For years, experts have been assuming that immune cells do not play a role in Alzheimer's disease, but a recent breakthrough proves it to be wrong.
Researchers from the University of California have conducted a study on mice to determine the role of immune cells in Alzheimer's. They genetically modified a group of mice to lack T cells, B cells and NK cells.
‘Peripheral immune cells associate with the microglia of the brain to help get rid of Alzheimer's beta-amyloid plaque.’
The main reason behind the development of Alzheimer's is beta-amyloid proteins that form plaques on the brain cells. Therefore, researchers examined whether these immune cells played any role in eliminating the plaque formations.

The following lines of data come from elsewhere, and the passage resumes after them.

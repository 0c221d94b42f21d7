//! Typed ID definitions for the scraping entities.

pub use super::id::Id;

// ============================================================================
// Entity marker types
// ============================================================================

/// Marker type for registered job sources.
pub struct JobSourceEntity;

/// Marker type for scrape queue items.
pub struct QueueItemEntity;

/// Marker type for per-source scraping sessions.
pub struct ScrapingSessionEntity;

/// Marker type for scraped job postings.
pub struct ScrapingJobEntity;

/// Marker type for triggered scraping runs.
pub struct ScrapingRunEntity;

// ============================================================================
// Type aliases - the primary API
// ============================================================================

pub type JobSourceId = Id<JobSourceEntity>;

pub type QueueItemId = Id<QueueItemEntity>;

pub type ScrapingSessionId = Id<ScrapingSessionEntity>;

pub type ScrapingJobId = Id<ScrapingJobEntity>;

/// Correlation id handed back by the trigger endpoint.
pub type ScrapingRunId = Id<ScrapingRunEntity>;
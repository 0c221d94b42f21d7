//! `/api/scraping` routes: source registry, queueing, and triggered runs.

use axum::{
    body::Bytes,
    extract::{rejection::JsonRejection, Extension, Path},
    http::StatusCode,
    Json,
};
use tracing::info;

use crate::common::ScrapingRunId;
use crate::domains::scraping::{
    CreateJobSourceInput, EnqueueRequest, JobSource, JobSourceWithCounts, ScrapeQueueItem,
    ScrapingRun, TriggerRequest, TriggerResponse,
};
use crate::server::app::AxumAppState;
use crate::server::error::ApiError;

/// POST /api/scraping/trigger
///
/// Records a run and returns at once; the scrape itself happens on the run
/// dispatcher. An absent or empty body means every source.
pub async fn trigger_scraping(
    Extension(state): Extension<AxumAppState>,
    body: Bytes,
) -> Result<Json<TriggerResponse>, ApiError> {
    let request = if body.iter().all(u8::is_ascii_whitespace) {
        TriggerRequest::default()
    } else {
        serde_json::from_slice::<TriggerRequest>(&body)
            .map_err(|e| ApiError::BadRequest(format!("Invalid request body: {}", e)))?
    };
    let sources = request.source_names();

    let run = state.dispatcher.submit(sources.clone()).await?;
    info!(run_id = %run.id, sources = ?sources, "Scraping triggered");

    Ok(Json(TriggerResponse::running(run.id, sources.as_deref())))
}

/// GET /api/scraping/runs/{id}
pub async fn get_run(
    Extension(state): Extension<AxumAppState>,
    Path(id): Path<String>,
) -> Result<Json<ScrapingRun>, ApiError> {
    let id = ScrapingRunId::parse(&id)
        .map_err(|_| ApiError::BadRequest(format!("Invalid run id: {}", id)))?;

    ScrapingRun::find_by_id(id, &state.db_pool)
        .await?
        .map(Json)
        .ok_or_else(|| ApiError::NotFound(format!("Scraping run {} not found", id)))
}

/// GET /api/scraping/sources
pub async fn list_sources(
    Extension(state): Extension<AxumAppState>,
) -> Result<Json<Vec<JobSourceWithCounts>>, ApiError> {
    Ok(Json(JobSource::find_all_with_counts(&state.db_pool).await?))
}

/// POST /api/scraping/sources
pub async fn create_source(
    Extension(state): Extension<AxumAppState>,
    payload: Result<Json<CreateJobSourceInput>, JsonRejection>,
) -> Result<(StatusCode, Json<JobSource>), ApiError> {
    let Json(input) = payload?;
    let new_source = input.validate().map_err(ApiError::Validation)?;

    if JobSource::find_by_name(&new_source.name, &state.db_pool)
        .await?
        .is_some()
    {
        return Err(duplicate(&new_source.name));
    }

    // A concurrent insert can still win between the check and here
    let source = JobSource::create(&new_source, &state.db_pool)
        .await?
        .ok_or_else(|| duplicate(&new_source.name))?;

    info!(source = %source.name, id = %source.id, "Job source registered");
    Ok((StatusCode::CREATED, Json(source)))
}

/// POST /api/scraping/queue
pub async fn enqueue_scrape(
    Extension(state): Extension<AxumAppState>,
    payload: Result<Json<EnqueueRequest>, JsonRejection>,
) -> Result<(StatusCode, Json<ScrapeQueueItem>), ApiError> {
    let Json(request) = payload?;
    let name = request.source.trim();

    let source = JobSource::find_by_name(name, &state.db_pool)
        .await?
        .ok_or_else(|| ApiError::NotFound(format!("Job source '{}' not found", name)))?;

    let item = ScrapeQueueItem::enqueue(source.id, state.queue.max_attempts, &state.db_pool).await?;
    info!(source = %source.name, item_id = %item.id, "Scrape enqueued");

    Ok((StatusCode::CREATED, Json(item)))
}

fn duplicate(name: &str) -> ApiError {
    ApiError::Duplicate(format!("Job source with name '{}' already exists", name))
}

T cells, B cells and NK cells are peripheral immune cells while microglia is the immune cells in the brain, which have an effect on the beta-amyloid proteins.
So, after a period of six months, researchers found a two-fold increase in beta-amyloid protein accumulation in mice devoid of peripheral immune cells. Therefore, researchers again transplanted bone marrow cells into these mice, as the T cells, B cells and NK cells develop from the bone marrow cells.
After a period, they found that the beta-amyloid accumulation reduced in the mice, showing the link between the peripheral immune cells and microglia. The study was published in the journal Proceedings of the National Academy of Sciences
Researchers concluded that reconstitution of the missing cells allowed the B-cells to produce antibodies that reached the brain and helped the microglia eradicate the beta-amyloid.